[[ Input material, beginning ]]
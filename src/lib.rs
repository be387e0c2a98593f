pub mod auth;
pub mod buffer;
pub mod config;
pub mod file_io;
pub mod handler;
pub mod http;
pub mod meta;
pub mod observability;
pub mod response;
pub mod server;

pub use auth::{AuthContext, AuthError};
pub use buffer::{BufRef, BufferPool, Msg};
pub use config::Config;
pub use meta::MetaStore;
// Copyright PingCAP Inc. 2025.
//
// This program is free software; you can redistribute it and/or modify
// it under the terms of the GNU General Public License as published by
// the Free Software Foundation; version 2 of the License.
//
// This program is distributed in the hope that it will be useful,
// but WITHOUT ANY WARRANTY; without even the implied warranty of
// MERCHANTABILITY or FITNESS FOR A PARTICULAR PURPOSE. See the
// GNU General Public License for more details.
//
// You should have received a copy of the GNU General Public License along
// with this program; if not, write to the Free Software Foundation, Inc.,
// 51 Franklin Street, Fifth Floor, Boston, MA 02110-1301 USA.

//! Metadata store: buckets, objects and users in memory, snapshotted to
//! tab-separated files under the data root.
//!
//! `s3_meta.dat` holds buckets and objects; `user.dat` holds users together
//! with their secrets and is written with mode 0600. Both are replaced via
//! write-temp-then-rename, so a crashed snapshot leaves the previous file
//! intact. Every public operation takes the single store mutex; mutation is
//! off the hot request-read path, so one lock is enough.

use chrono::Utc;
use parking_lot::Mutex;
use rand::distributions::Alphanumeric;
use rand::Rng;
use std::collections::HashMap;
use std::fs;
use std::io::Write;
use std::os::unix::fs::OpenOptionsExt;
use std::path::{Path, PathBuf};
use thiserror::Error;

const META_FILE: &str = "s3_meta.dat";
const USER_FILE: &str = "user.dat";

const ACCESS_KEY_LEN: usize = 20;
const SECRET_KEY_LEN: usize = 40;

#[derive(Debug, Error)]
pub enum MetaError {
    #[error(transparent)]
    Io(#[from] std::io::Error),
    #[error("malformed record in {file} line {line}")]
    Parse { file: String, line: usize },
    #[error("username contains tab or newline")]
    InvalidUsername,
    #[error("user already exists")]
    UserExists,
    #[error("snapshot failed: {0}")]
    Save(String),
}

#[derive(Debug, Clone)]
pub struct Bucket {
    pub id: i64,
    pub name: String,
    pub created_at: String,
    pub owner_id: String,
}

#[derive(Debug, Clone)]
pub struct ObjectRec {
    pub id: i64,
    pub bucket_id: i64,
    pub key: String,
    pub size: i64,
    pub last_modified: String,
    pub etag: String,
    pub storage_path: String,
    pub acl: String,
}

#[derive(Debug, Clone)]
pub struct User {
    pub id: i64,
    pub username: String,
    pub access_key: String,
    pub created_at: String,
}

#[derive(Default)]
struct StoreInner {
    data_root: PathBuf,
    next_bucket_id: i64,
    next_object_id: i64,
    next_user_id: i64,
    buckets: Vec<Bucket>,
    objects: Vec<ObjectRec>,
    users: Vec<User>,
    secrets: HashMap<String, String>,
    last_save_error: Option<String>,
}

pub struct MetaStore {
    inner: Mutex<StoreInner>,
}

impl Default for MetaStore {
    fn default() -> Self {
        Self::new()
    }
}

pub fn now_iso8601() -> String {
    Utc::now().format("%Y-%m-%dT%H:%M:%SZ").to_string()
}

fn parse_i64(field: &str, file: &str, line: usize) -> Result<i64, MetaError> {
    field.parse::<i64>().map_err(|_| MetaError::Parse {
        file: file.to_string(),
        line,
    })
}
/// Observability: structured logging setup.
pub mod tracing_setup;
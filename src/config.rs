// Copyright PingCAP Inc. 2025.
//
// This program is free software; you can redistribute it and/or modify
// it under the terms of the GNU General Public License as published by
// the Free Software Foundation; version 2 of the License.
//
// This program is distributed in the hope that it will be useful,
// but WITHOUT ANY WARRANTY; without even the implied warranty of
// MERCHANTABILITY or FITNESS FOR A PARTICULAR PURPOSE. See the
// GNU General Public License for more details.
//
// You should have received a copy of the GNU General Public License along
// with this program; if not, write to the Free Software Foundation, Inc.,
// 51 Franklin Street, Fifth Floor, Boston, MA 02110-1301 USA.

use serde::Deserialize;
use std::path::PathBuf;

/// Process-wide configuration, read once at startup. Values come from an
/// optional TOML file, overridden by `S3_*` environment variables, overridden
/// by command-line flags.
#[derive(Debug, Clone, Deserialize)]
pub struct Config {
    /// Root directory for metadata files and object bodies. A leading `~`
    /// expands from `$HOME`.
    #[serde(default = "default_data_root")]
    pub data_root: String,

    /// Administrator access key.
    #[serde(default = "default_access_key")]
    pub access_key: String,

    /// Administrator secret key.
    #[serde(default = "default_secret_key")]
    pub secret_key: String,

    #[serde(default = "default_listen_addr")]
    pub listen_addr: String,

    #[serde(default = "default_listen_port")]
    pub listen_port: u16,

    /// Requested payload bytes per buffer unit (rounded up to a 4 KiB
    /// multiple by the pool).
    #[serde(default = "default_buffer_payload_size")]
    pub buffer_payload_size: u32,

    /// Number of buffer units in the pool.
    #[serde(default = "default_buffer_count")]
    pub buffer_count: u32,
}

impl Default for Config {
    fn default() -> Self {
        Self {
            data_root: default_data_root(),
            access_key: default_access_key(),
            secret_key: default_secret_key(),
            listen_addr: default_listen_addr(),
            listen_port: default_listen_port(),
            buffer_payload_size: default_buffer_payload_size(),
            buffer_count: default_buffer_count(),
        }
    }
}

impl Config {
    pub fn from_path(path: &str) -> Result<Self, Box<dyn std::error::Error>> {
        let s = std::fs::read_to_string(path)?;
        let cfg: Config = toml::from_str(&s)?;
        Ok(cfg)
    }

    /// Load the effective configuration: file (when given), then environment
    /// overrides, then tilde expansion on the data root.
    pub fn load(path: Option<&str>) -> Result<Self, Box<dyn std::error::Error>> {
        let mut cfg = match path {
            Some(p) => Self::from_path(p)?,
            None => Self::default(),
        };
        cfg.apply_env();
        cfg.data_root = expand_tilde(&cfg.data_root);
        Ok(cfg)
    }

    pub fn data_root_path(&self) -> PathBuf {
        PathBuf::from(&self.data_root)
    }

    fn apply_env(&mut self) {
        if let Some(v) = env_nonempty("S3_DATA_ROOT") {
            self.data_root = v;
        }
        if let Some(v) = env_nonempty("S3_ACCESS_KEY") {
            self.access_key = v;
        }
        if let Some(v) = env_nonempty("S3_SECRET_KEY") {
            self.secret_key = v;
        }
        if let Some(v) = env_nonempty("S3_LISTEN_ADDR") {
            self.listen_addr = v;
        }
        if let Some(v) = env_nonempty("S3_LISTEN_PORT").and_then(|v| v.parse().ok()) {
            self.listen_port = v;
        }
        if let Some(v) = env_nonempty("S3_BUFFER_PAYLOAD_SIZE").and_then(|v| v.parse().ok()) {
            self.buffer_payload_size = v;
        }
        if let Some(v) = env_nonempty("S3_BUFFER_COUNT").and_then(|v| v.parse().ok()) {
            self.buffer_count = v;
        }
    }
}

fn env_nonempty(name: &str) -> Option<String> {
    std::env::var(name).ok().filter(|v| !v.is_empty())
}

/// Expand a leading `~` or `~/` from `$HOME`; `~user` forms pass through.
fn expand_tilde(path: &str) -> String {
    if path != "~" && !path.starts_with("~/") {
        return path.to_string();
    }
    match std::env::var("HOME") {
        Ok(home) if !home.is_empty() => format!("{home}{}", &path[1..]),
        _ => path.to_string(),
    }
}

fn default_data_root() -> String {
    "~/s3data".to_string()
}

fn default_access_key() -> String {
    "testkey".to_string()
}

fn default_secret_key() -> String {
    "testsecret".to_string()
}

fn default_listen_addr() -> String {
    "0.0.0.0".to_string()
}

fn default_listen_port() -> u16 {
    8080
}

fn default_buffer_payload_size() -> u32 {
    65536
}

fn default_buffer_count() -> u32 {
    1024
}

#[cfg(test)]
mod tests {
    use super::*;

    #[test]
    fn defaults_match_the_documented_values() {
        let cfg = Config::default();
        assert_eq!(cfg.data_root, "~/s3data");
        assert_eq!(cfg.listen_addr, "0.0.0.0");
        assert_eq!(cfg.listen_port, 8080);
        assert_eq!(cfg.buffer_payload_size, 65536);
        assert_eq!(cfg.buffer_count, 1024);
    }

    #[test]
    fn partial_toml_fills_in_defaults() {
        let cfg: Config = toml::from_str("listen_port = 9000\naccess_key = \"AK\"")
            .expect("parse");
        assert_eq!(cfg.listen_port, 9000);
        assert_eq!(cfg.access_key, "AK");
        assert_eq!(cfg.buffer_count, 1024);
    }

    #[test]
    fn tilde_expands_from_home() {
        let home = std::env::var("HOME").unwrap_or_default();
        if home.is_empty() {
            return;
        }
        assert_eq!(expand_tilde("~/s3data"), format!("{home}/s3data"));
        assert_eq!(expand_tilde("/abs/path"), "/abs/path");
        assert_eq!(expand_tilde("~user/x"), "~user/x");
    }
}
[[ Input material, end ]]
[[ Input material, beginning ]]
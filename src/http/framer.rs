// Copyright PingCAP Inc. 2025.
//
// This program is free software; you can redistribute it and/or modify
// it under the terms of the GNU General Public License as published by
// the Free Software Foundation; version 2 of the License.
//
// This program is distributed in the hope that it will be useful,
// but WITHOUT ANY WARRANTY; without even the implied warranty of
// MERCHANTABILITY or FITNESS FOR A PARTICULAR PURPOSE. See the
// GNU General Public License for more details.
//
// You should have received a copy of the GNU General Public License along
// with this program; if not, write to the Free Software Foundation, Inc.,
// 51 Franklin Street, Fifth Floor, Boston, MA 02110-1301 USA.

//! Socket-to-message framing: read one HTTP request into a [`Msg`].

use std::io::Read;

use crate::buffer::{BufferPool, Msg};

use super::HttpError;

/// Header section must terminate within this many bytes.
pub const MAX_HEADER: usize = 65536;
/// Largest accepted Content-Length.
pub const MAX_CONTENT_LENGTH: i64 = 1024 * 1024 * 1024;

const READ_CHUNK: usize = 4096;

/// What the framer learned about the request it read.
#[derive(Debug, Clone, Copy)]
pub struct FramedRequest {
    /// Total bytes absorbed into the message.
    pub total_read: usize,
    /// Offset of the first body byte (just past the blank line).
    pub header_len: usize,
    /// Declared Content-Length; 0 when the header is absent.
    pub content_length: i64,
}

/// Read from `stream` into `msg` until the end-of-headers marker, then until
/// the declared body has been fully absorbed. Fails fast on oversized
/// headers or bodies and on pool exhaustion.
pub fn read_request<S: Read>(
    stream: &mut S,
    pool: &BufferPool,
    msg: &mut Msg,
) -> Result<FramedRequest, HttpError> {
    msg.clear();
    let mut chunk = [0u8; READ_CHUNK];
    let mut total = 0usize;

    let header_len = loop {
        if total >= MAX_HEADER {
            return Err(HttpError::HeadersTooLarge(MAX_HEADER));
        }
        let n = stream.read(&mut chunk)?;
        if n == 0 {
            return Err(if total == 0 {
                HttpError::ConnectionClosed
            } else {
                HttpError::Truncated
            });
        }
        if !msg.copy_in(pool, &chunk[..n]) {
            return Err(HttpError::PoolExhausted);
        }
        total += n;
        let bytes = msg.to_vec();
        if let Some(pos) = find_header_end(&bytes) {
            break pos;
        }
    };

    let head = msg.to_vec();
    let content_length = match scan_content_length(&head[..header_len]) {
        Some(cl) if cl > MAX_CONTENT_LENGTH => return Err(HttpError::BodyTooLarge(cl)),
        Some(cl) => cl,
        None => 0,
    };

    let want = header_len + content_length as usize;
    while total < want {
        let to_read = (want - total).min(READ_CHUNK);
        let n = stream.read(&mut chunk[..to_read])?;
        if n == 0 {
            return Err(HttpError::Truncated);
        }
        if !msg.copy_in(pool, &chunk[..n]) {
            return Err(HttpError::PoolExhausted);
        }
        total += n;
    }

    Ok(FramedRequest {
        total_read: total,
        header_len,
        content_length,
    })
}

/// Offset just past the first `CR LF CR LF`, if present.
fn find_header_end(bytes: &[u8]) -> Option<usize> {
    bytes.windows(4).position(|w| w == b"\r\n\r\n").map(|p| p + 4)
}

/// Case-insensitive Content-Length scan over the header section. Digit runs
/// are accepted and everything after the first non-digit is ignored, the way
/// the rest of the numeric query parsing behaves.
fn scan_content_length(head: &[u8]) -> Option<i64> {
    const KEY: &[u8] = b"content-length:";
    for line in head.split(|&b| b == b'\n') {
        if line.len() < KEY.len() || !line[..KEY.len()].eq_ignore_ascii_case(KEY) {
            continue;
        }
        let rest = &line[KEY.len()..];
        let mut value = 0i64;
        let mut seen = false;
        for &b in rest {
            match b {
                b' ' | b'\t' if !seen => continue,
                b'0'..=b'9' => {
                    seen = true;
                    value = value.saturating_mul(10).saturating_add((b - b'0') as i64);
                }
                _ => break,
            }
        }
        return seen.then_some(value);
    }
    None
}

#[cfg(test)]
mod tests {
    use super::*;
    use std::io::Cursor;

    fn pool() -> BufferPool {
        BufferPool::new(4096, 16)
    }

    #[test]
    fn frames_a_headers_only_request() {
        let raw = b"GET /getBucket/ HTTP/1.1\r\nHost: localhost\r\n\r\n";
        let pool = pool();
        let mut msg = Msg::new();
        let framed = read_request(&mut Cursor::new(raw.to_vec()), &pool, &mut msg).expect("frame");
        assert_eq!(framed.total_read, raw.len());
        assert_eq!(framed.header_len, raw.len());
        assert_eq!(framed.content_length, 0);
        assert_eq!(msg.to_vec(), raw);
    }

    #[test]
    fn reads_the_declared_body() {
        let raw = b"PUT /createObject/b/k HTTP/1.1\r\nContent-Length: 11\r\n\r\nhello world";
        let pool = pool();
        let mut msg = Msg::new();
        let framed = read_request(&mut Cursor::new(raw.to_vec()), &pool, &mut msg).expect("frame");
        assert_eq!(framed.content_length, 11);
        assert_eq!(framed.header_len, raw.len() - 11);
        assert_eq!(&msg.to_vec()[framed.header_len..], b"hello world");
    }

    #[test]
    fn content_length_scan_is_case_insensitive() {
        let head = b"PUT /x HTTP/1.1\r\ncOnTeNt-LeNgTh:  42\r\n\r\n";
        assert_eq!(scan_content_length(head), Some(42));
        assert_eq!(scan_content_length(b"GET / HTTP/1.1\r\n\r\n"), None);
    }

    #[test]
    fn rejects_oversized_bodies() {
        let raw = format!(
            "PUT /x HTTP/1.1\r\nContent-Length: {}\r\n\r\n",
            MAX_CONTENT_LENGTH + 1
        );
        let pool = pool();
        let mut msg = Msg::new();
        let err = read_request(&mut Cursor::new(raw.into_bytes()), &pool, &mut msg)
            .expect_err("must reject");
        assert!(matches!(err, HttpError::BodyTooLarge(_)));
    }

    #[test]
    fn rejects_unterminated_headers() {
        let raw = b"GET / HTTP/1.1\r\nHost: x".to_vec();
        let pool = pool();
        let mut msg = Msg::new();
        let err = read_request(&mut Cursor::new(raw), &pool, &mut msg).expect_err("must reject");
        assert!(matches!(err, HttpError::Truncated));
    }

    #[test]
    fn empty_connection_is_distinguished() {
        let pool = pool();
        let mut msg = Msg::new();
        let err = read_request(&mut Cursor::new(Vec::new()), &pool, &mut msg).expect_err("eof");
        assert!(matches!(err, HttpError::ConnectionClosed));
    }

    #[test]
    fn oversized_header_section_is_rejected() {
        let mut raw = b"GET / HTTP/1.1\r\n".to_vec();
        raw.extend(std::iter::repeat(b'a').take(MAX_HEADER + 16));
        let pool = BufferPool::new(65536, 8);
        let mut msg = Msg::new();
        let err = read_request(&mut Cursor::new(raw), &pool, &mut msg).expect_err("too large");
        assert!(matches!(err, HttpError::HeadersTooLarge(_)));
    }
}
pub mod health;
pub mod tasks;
[[ Input material, end ]]
[[ Input material, beginning ]]
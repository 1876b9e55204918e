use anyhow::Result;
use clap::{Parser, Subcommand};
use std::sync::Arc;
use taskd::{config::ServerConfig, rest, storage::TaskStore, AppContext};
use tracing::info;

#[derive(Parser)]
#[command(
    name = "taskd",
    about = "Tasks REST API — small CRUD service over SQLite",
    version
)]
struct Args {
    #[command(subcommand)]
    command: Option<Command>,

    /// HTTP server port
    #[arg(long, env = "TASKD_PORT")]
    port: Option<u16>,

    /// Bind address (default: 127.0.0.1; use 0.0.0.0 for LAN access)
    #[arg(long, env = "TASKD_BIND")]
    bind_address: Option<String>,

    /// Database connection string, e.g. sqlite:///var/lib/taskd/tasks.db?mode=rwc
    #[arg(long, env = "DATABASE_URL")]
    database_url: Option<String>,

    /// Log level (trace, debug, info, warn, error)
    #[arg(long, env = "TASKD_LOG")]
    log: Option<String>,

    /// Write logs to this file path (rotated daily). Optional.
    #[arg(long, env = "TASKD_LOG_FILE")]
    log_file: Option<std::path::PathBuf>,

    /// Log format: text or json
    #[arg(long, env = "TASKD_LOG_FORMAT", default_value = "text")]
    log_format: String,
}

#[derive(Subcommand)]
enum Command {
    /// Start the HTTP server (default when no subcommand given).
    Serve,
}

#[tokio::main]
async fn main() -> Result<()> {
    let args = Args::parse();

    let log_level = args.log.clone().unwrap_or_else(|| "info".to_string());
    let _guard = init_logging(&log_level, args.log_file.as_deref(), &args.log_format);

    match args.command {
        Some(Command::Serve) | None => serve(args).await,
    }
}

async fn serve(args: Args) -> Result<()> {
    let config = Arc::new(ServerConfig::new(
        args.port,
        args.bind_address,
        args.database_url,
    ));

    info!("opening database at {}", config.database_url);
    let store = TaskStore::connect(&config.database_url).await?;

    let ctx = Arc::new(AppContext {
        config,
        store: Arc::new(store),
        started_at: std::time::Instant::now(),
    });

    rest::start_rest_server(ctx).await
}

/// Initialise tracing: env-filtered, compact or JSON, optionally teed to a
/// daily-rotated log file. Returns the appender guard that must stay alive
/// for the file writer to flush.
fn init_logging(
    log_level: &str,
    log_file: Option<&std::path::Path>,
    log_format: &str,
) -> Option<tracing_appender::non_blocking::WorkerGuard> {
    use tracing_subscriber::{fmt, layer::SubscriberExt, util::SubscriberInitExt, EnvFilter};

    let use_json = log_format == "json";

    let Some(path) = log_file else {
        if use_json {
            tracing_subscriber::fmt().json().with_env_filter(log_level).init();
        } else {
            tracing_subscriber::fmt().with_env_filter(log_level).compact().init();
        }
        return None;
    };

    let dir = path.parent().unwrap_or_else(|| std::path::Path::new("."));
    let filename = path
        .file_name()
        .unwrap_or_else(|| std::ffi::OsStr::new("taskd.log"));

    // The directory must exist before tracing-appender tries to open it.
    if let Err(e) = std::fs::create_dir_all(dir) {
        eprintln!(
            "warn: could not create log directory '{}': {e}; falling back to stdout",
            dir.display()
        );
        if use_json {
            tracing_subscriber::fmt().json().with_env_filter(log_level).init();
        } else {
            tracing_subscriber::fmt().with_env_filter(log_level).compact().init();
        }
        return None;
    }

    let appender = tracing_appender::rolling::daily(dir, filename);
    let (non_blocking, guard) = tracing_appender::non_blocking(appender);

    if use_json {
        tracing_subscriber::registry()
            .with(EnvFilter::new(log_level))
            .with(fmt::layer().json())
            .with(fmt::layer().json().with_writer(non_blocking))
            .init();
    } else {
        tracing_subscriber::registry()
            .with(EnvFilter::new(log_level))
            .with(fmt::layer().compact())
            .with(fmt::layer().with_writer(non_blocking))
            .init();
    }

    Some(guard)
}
[[ Input material, end ]]
## [Work to complete]
Find every line in the records above that holds the word "want", and copy each one.

## [Output of the exercise]
    let want = header_len + content_length as usize;
    while total < want {
        let to_read = (want - total).min(READ_CHUNK);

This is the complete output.